DATA FOR PROCESSING START

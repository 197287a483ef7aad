//! Sentence-by-sentence, word-by-word spell correction.
//!
//! The rewriter walks the normalised text one sentence at a time and decides,
//! per whitespace-delimited word, whether to keep, guard, or replace it:
//!
//! 1. Whitelist hit (exact or fuzzy) → keep verbatim. Monster names are
//!    jargon, not misspellings.
//! 2. Longer than [`MAX_UNCHECKED_LEN`] chars, or contains a digit → keep
//!    verbatim. Such tokens are proper nouns, dice codes, or page references;
//!    a frequency dictionary can only make them worse.
//! 3. Otherwise ask the [`Corrector`]. A lookup failure is logged and the
//!    original word kept — a bad dictionary entry must never eat a word.
//!
//! Punctuation hugging a word is peeled off before lookup and re-attached
//! after: the normaliser terminates every line with a period, so sentence-
//! final words arrive as `"Wrold."` and would otherwise never match the
//! dictionary.
//!
//! Words rejoin with single spaces, sentences with a blank line. One pass,
//! stateless per word; no paragraph-level rebalancing.

use crate::error::{CorrectionError, TomeError};
use crate::output::RewriteStats;
use crate::whitelist::Whitelist;
use std::path::Path;
use symspell::{AsciiStringStrategy, SymSpell, Verbosity};
use tracing::warn;
use unicode_segmentation::UnicodeSegmentation;

/// Words longer than this are never sent to the corrector.
const MAX_UNCHECKED_LEN: usize = 15;

// ── Sentence segmentation ────────────────────────────────────────────────────

/// Splits text into an ordered sequence of sentence spans.
///
/// Implementations return subslices of the input, in order and without gaps
/// beyond whitespace; the rewriter only ever word-splits each span.
pub trait SentenceSegmenter: Send + Sync {
    fn segment<'a>(&self, text: &'a str) -> Vec<&'a str>;
}

/// Production segmenter: UAX #29 sentence boundaries.
pub struct UnicodeSegmenter;

impl SentenceSegmenter for UnicodeSegmenter {
    fn segment<'a>(&self, text: &'a str) -> Vec<&'a str> {
        text.unicode_sentences().collect()
    }
}

// ── Spell correction ─────────────────────────────────────────────────────────

/// Dictionary-backed word correction.
///
/// `Ok(Some(replacement))` means the word is unknown and a candidate exists;
/// `Ok(None)` means the word is known, or no candidate was found — keep the
/// original either way. Errors are caught by the rewriter and degrade to
/// keeping the original word.
pub trait Corrector: Send + Sync {
    fn correct(&self, word: &str) -> Result<Option<String>, CorrectionError>;
}

/// Production corrector backed by a SymSpell frequency dictionary.
pub struct SymSpellCorrector {
    symspell: SymSpell<AsciiStringStrategy>,
    max_edit: i64,
}

impl SymSpellCorrector {
    /// Load the frequency dictionary (`word count` per line) from a file.
    ///
    /// # Errors
    /// [`TomeError::DictionaryUnreadable`] if the file cannot be read — a
    /// startup-fatal configuration error, like the whitelist.
    pub fn load(path: &Path, max_edit: i64) -> Result<Self, TomeError> {
        let raw = std::fs::read_to_string(path).map_err(|source| {
            TomeError::DictionaryUnreadable {
                path: path.to_path_buf(),
                source,
            }
        })?;
        Ok(Self::from_lines(raw.lines(), max_edit))
    }

    /// Build a corrector from dictionary lines already in memory.
    ///
    /// Malformed lines are skipped by the underlying loader; an empty
    /// iterator yields a corrector that knows nothing and so never rewrites.
    pub fn from_lines<'a, I>(lines: I, max_edit: i64) -> Self
    where
        I: IntoIterator<Item = &'a str>,
    {
        let mut symspell: SymSpell<AsciiStringStrategy> = SymSpell::default();
        for line in lines {
            symspell.load_dictionary_line(line, 0, 1, " ");
        }
        Self { symspell, max_edit }
    }
}

impl Corrector for SymSpellCorrector {
    fn correct(&self, word: &str) -> Result<Option<String>, CorrectionError> {
        let probe = word.to_lowercase();
        let suggestions = self.symspell.lookup(&probe, Verbosity::Top, self.max_edit);
        match suggestions.first() {
            // Distance 0: the word is in the dictionary — nothing to fix.
            Some(s) if s.distance == 0 => Ok(None),
            Some(s) => Ok(Some(s.term.clone())),
            // No candidate within the edit bound: keep the original.
            None => Ok(None),
        }
    }
}

// ── The rewrite pass ─────────────────────────────────────────────────────────

/// Rewrite normalised text sentence by sentence.
///
/// Returns the corrected text (sentences separated by blank lines) and the
/// per-bucket word counters.
pub fn rewrite(
    text: &str,
    whitelist: &Whitelist,
    segmenter: &dyn SentenceSegmenter,
    corrector: &dyn Corrector,
) -> (String, RewriteStats) {
    let mut stats = RewriteStats::default();
    let mut rebuilt: Vec<String> = Vec::new();

    for sentence in segmenter.segment(text) {
        let words: Vec<String> = sentence
            .split_whitespace()
            .map(|word| rewrite_word(word, whitelist, corrector, &mut stats))
            .collect();
        rebuilt.push(words.join(" "));
    }

    (rebuilt.join("\n\n"), stats)
}

fn rewrite_word(
    word: &str,
    whitelist: &Whitelist,
    corrector: &dyn Corrector,
    stats: &mut RewriteStats,
) -> String {
    if whitelist.contains(word) || whitelist.fuzzy_contains(word) {
        stats.whitelisted += 1;
        return word.to_string();
    }

    if word.chars().count() > MAX_UNCHECKED_LEN || word.chars().any(|c| c.is_ascii_digit()) {
        stats.guarded += 1;
        return word.to_string();
    }

    let (prefix, core, suffix) = split_affixes(word);
    if core.is_empty() {
        // Pure punctuation (e.g. a page-marker dash run); nothing to look up.
        stats.unchanged += 1;
        return word.to_string();
    }

    match corrector.correct(core) {
        Ok(Some(replacement)) => {
            stats.corrected += 1;
            format!("{prefix}{}{suffix}", restore_case(core, &replacement))
        }
        Ok(None) => {
            stats.unchanged += 1;
            word.to_string()
        }
        Err(e) => {
            warn!("{e}; keeping original");
            stats.unchanged += 1;
            word.to_string()
        }
    }
}

/// Split a token into leading punctuation, the alphanumeric-bounded core, and
/// trailing punctuation. Interior punctuation (apostrophes, hyphens) stays in
/// the core.
fn split_affixes(word: &str) -> (&str, &str, &str) {
    let Some(start) = word.find(|c: char| c.is_alphanumeric()) else {
        return (word, "", "");
    };
    let end = word
        .char_indices()
        .rev()
        .find(|(_, c)| c.is_alphanumeric())
        .map(|(i, c)| i + c.len_utf8())
        .unwrap_or(word.len());
    (&word[..start], &word[start..end], &word[end..])
}

/// Re-apply the original word's leading capitalisation to a replacement.
///
/// Frequency dictionaries are lowercase, so without this every corrected
/// sentence-initial word would be down-cased.
fn restore_case(original: &str, replacement: &str) -> String {
    let leading_upper = original.chars().next().is_some_and(|c| c.is_uppercase());
    if !leading_upper {
        return replacement.to_string();
    }
    let mut chars = replacement.chars();
    match chars.next() {
        Some(first) => first.to_uppercase().chain(chars).collect(),
        None => String::new(),
    }
}

// ── Tests ────────────────────────────────────────────────────────────────────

DATA FOR PROCESSING END

### ABOUT THIS EXERCISE
Please retype the data exactly as it stands, from its first line down to the line that contains "and without gaps", then stop.

### SOLUTION TO THIS PROBLEM
repository 197287a483ef7aad
//! Sentence-by-sentence, word-by-word spell correction.
//!
//! The rewriter walks the normalised text one sentence at a time and decides,
//! per whitespace-delimited word, whether to keep, guard, or replace it:
//!
//! 1. Whitelist hit (exact or fuzzy) → keep verbatim. Monster names are
//!    jargon, not misspellings.
//! 2. Longer than [`MAX_UNCHECKED_LEN`] chars, or contains a digit → keep
//!    verbatim. Such tokens are proper nouns, dice codes, or page references;
//!    a frequency dictionary can only make them worse.
//! 3. Otherwise ask the [`Corrector`]. A lookup failure is logged and the
//!    original word kept — a bad dictionary entry must never eat a word.
//!
//! Punctuation hugging a word is peeled off before lookup and re-attached
//! after: the normaliser terminates every line with a period, so sentence-
//! final words arrive as `"Wrold."` and would otherwise never match the
//! dictionary.
//!
//! Words rejoin with single spaces, sentences with a blank line. One pass,
//! stateless per word; no paragraph-level rebalancing.

use crate::error::{CorrectionError, TomeError};
use crate::output::RewriteStats;
use crate::whitelist::Whitelist;
use std::path::Path;
use symspell::{AsciiStringStrategy, SymSpell, Verbosity};
use tracing::warn;
use unicode_segmentation::UnicodeSegmentation;

/// Words longer than this are never sent to the corrector.
const MAX_UNCHECKED_LEN: usize = 15;

// ── Sentence segmentation ────────────────────────────────────────────────────

/// Splits text into an ordered sequence of sentence spans.
///
/// Implementations return subslices of the input, in order and without gaps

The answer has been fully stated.